UAW - Thu, 10/12/2017 - 09:37

This week, as trade negotiators from U.S., Mexico, and Canada meet in our nation’s capital, they must squarely confront the reality that the North American Free Trade Agreement (NAFTA) has failed working people in all three countries. NAFTA renegotiations will only be successful if it leads to higher wages for workers in all three countries and puts an end to our crippling auto trade deficit with Mexico.

To that end, negotiators must comprehensively focus on balanced trade that provides real wage growth for American, Canadian with special emphasis on Mexican workers, whose suppressed wages are harmful for all three countries. We must stop allowing companies to abuse their workers to gain a competitive edge. Toothless labor chapters from failed trade agreements will not get the job done. We need an innovative approach. If not, NAFTA will continue to fail workers as it has for nearly a quarter of a century.

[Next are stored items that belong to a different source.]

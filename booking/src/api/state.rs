//! Application state shared by every handler.

use crate::services::{BookingService, UsageTracker};

/// Services behind the HTTP surface, cloned per request.
pub struct AppState<S, N> {
    /// Booking lifecycle, availability and waitlist operations
    pub bookings: BookingService<S, N>,
    /// Coupon and pass redemption
    pub usage: UsageTracker<S, N>,
}

impl<S, N> Clone for AppState<S, N> {
    fn clone(&self) -> Self {
        Self {
            bookings: self.bookings.clone(),
            usage: self.usage.clone(),
        }
    }
}

impl<S, N> AppState<S, N> {
    /// Create a new application state.
    #[must_use]
    pub const fn new(bookings: BookingService<S, N>, usage: UsageTracker<S, N>) -> Self {
        Self { bookings, usage }
    }
}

No amount of spin by corporate lobbyists representing companies who outsource can change the facts on what has happened to workers as a result of NAFTA. Countless manufacturing plants throughout our country have closed and hundreds of thousands of good jobs to Mexico have vanished. In 1993, the United States had an automotive trade deficit with Mexico of $3.5 billion. By 2016 that deficit had grown to $45.1 billion. For auto parts, the United States’ deficit with Mexico was $100 million in 1993; it was 200 times larger by 2016, at $23.8 billion.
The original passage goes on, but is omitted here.